Task:
From the first line to the last, print the data exactly as written.

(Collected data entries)
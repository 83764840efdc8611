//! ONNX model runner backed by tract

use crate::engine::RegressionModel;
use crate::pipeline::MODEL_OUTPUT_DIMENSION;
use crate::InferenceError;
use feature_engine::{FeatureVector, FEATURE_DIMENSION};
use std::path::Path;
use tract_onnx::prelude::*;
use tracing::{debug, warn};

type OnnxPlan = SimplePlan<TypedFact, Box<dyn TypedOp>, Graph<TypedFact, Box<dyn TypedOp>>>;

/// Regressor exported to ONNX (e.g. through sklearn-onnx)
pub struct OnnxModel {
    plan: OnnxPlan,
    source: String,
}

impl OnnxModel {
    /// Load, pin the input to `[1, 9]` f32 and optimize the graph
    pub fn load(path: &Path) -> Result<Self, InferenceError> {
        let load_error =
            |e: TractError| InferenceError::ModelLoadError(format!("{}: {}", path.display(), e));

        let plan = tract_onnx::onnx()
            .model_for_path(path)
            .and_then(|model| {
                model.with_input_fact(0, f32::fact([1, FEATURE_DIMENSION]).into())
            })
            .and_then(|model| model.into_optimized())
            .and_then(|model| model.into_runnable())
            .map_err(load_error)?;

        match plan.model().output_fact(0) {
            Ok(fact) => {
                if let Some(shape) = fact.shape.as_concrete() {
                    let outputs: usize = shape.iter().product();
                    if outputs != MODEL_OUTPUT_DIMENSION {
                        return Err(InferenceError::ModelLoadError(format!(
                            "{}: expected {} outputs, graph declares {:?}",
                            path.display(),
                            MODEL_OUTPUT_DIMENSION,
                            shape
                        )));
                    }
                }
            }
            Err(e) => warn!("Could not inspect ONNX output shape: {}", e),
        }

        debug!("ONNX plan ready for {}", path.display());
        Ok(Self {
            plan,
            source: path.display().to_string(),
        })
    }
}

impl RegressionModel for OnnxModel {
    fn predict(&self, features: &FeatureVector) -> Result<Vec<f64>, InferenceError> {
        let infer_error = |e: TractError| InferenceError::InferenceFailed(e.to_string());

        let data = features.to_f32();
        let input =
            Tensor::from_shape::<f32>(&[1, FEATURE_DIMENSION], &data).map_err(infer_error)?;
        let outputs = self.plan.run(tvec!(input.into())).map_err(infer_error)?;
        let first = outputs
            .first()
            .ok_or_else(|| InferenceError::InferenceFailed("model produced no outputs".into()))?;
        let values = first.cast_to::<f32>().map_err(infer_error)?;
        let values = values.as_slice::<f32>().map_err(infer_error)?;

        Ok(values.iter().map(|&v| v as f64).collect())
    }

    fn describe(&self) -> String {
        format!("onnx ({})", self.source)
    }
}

Answer to the problem:
repository 83764840efdc8611
//! ONNX model runner backed by tract

use crate::engine::RegressionModel;
use crate::pipeline::MODEL_OUTPUT_DIMENSION;
use crate::InferenceError;
use feature_engine::{FeatureVector, FEATURE_DIMENSION};
use std::path::Path;
use tract_onnx::prelude::*;
use tracing::{debug, warn};

type OnnxPlan = SimplePlan<TypedFact, Box<dyn TypedOp>, Graph<TypedFact, Box<dyn TypedOp>>>;

/// Regressor exported to ONNX (e.g. through sklearn-onnx)
pub struct OnnxModel {
    plan: OnnxPlan,
    source: String,
}

impl OnnxModel {
    /// Load, pin the input to `[1, 9]` f32 and optimize the graph
    pub fn load(path: &Path) -> Result<Self, InferenceError> {
        let load_error =
            |e: TractError| InferenceError::ModelLoadError(format!("{}: {}", path.display(), e));

        let plan = tract_onnx::onnx()
            .model_for_path(path)
            .and_then(|model| {
                model.with_input_fact(0, f32::fact([1, FEATURE_DIMENSION]).into())
            })
            .and_then(|model| model.into_optimized())
            .and_then(|model| model.into_runnable())
            .map_err(load_error)?;

        match plan.model().output_fact(0) {
            Ok(fact) => {
                if let Some(shape) = fact.shape.as_concrete() {
                    let outputs: usize = shape.iter().product();
                    if outputs != MODEL_OUTPUT_DIMENSION {
                        return Err(InferenceError::ModelLoadError(format!(
                            "{}: expected {} outputs, graph declares {:?}",
                            path.display(),
                            MODEL_OUTPUT_DIMENSION,
                            shape
                        )));
                    }
                }
            }
            Err(e) => warn!("Could not inspect ONNX output shape: {}", e),
        }

        debug!("ONNX plan ready for {}", path.display());
        Ok(Self {
            plan,
            source: path.display().to_string(),
        })
    }
}

impl RegressionModel for OnnxModel {
    fn predict(&self, features: &FeatureVector) -> Result<Vec<f64>, InferenceError> {
        let infer_error = |e: TractError| InferenceError::InferenceFailed(e.to_string());

        let data = features.to_f32();
        let input =
            Tensor::from_shape::<f32>(&[1, FEATURE_DIMENSION], &data).map_err(infer_error)?;
        let outputs = self.plan.run(tvec!(input.into())).map_err(infer_error)?;
        let first = outputs
            .first()
            .ok_or_else(|| InferenceError::InferenceFailed("model produced no outputs".into()))?;
        let values = first.cast_to::<f32>().map_err(infer_error)?;
        let values = values.as_slice::<f32>().map_err(infer_error)?;

        Ok(values.iter().map(|&v| v as f64).collect())
    }

    fn describe(&self) -> String {
        format!("onnx ({})", self.source)
    }
}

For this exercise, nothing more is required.